Finale ooohoo! Ein Name der jedem Kletterer etwas sagt. Für alle anderen: Ligurien, Meer, Strand, Felsen, Pizza, Gelati und dolce vita.
Von Oltre Finale zog es uns ans Meer – nach Finale Ligurie. Also eigentlich sind wir erstmal in Pietra Finale gelandet. Ein wenig Chillen auf dem Camping, waschen (muss auch sein), einkaufen (sau stressig!) und Brot suchen. Pietra hat eine recht hübsche Altstadt mit Strand. Durchaus einen Abstecher wert.
Nach diesem zog es uns gewaltig Richtung Finale selber. Nachdem Cécile einen super Weg am Strand ausgemacht hatten war der Plan perfekt: Spaziergang am Strand (hätten wir vorher gewusst wie mühsam das ist!), Shopping in Finale und mit dem Zug zurück. Ok, Pläne und so. Der Weg am Strand war schön, nur das Laufen artete in Training aus und der einfache Weg an der Strasse stinkig und lärmig. Naja, wir sind in Finale angekommen und unsere Reaktion war eher bescheiden bis: „hässlich“.
Ein feines Gelati später und Céciles Planung sei Dank wussten wir, dass wir eher nach Finalborgo müssten. So motiviert haben wir uns auf den Weg gemacht und doch noch das richtig schöne Finale, also Finalborgo entdeckt. Das, liebe Freunde, können wir absolut empfehlen. Insbesondere die Beiz direkt am Eingang des mittelalterlichen Stadtteils ist super – ihr seht es, wenn wir dort seid 😉 .
Das Shopping war wieder mässig erfolgreich, oder eher sparsam, auch beim späteren 2. Anlauf: die richtigen Kletterfinken finden ist so eine Sache, wie alle Kletterer wissen.




Danis Vorschlag (merci 🙂 ) folgend sind wir am nächsten Tag in die Grotta dell’Erba gezogen. Ein super spektakulärer Ort. Die Routen entsprechend der Bekanntheit des Ortes, aber draussen sind sie zu scharf und es wohnt Etwas in den Löchern. Dieses Etwas hab ich nicht gesehen aber es hat mich angefaucht und ich bin abgesprungen. Gut gefangen und mit schwierigem Ausstieg ging’s dann doch.

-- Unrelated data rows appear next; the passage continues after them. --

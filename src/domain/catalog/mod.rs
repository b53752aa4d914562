pub mod entities;
pub mod errors;
pub mod ports;
pub mod services;

pub use entities::Product;
pub use errors::CatalogError;
pub use ports::ProductRepository;
pub use services::{CatalogService, ProductData, consolidate, find_duplicate};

Der Abend versprach feines Essen in einer Osteria oberhalb von Finalborgo: feine Pasta und die Möglichkeit die Nacht hinter der Kirche (super schöne alte Wehrkirche) zu stehen haben uns sanft in den nächsten verregneten Morgen gerettet. Nach dem gröbsten Regen haben wir die nahe gelegene Burg erkundet (offiziell gesperrt) aber schaut einfach die Bilder an!
Nach einem total verregneten und stürmigen Tag in Finalborgo mussten wir mal wieder raus…

Um mehr von den berühmten Felsen von Finale zu bekommen, haben wir uns den bisher engsten und unwegsamsten Weg der ganzen Reise mit dem Camper heraufgekämpft zum Rocca di Corno. Dieser fotogene Fels hat uns mal wieder einen längeren Zustieg (2 Stunden statt 15 Minuten) eingebrockt. Allerdings mässig schlimm, da es noch recht gestürmt hatte. Céciles Fahrkünsten sei Dank sind wir Vorwärts mit tollen Ausweichmanövern rückwärts (manche Italiener bleiben notfalls einfach stehen) wieder ins Tal gekommen.
Zum Ziel des Abends, das Camping Basecamp Monte Cucco wiederum hat uns das Navi auf, nein, nicht super ausgebauten Strassen, sondern engen, kurvigen Bergstrassen geführt. Mit letzter Kraft vom Camper und Chauffeur haben wir uns dann die super steile Rampe auf den Camping gerettet.
Tja, Monte Cucco selber ist ein eher „Oldschool“ Gebiet. Uns hat es definitiv gefallen, trotz Speck unten (Sektor Centrale), manchmal kurzen Routen (Sektor Canyon) und erstmal mässigem Wetter. Die Kletterei bietet viel mehr klassische Wandkletterei als steiles „Geballer“. Darunter ein paar wahre Perlen, unter anderem eine komplett übersinterte Wand, die mit super feinen Griffen und Tritten und unerwartet viel Reibung aufgewartet hat.
Der Abschluss im „Il Refugio“ mit Pizza, Tiramisu, Limoncello oder Grappa war passend. Also, Monte Cucco: wir kommen wieder.
Also bleibt dabei, wir machen erst mal eine Kletterpause und starten zu unserem neuen Ziel (nach reichlich Covid Bürokratie)!